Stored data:
<<<<

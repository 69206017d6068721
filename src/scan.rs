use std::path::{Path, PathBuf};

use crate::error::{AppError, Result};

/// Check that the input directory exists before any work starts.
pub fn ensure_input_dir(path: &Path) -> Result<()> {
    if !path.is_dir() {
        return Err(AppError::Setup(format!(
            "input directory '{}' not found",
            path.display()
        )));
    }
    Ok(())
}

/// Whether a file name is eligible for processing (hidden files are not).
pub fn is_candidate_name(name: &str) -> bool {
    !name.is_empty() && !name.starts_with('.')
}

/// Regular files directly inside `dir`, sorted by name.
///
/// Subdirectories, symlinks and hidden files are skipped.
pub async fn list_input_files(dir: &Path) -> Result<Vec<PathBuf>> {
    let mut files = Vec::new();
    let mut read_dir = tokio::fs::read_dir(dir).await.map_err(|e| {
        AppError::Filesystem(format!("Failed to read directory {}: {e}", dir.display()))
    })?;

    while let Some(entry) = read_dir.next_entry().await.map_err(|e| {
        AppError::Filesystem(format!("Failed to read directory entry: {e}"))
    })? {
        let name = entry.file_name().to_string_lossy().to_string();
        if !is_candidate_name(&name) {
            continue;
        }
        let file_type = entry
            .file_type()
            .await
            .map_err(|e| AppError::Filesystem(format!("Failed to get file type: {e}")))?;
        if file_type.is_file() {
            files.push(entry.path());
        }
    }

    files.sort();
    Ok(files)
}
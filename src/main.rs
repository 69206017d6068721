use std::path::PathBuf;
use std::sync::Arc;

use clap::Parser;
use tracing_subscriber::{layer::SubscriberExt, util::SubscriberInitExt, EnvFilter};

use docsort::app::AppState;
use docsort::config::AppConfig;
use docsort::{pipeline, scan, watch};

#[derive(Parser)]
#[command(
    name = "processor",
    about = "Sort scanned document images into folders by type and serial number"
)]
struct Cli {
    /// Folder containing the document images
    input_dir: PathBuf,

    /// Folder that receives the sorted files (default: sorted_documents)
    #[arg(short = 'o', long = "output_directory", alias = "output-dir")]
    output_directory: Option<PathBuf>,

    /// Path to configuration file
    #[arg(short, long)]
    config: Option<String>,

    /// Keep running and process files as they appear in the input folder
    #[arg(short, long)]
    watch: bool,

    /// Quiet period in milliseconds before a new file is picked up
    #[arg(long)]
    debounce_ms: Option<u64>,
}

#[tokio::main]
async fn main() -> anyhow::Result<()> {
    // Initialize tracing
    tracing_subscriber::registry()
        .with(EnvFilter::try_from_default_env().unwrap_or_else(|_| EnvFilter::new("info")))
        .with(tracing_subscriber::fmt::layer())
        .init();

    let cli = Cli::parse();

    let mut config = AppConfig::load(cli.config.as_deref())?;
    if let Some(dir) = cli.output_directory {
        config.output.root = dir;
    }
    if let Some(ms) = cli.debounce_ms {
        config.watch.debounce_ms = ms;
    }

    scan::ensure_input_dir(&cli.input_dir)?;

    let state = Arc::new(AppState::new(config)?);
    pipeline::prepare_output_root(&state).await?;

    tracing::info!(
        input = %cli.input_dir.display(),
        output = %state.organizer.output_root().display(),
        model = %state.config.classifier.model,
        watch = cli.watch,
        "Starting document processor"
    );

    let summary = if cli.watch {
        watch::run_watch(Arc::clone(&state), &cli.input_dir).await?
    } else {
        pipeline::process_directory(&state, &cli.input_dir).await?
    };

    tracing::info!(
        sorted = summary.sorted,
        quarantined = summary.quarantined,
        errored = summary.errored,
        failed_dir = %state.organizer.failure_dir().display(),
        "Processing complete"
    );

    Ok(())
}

>>>>
<<<<

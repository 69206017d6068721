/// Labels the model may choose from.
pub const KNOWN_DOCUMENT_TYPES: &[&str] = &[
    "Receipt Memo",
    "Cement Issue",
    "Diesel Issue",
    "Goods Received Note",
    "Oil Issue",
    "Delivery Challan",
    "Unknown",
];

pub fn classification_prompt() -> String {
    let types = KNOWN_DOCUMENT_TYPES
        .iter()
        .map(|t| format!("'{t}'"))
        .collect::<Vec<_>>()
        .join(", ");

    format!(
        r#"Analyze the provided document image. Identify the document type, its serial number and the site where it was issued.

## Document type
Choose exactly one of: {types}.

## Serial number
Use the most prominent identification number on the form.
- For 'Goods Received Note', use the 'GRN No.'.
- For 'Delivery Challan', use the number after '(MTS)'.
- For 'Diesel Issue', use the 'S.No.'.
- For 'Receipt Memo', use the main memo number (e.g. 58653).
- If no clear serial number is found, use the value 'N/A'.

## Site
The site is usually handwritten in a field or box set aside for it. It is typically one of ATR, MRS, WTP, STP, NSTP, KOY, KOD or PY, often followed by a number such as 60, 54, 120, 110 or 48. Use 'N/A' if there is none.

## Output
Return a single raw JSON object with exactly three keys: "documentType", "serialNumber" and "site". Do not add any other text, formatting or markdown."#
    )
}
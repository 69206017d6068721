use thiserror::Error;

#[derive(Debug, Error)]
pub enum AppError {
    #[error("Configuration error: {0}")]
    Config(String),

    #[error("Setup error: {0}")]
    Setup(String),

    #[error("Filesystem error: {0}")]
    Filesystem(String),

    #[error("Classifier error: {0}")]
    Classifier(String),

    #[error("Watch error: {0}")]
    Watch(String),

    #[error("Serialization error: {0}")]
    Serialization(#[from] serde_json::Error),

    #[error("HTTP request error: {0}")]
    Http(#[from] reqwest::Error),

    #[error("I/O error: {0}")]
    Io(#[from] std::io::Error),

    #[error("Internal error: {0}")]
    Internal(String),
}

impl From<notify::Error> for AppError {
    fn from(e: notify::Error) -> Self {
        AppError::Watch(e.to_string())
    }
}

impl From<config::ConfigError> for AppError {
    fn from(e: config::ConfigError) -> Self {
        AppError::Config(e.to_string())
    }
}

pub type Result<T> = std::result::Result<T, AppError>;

>>>>

The answer is a single number, the count of lines in the records that contain the string "docsort".

3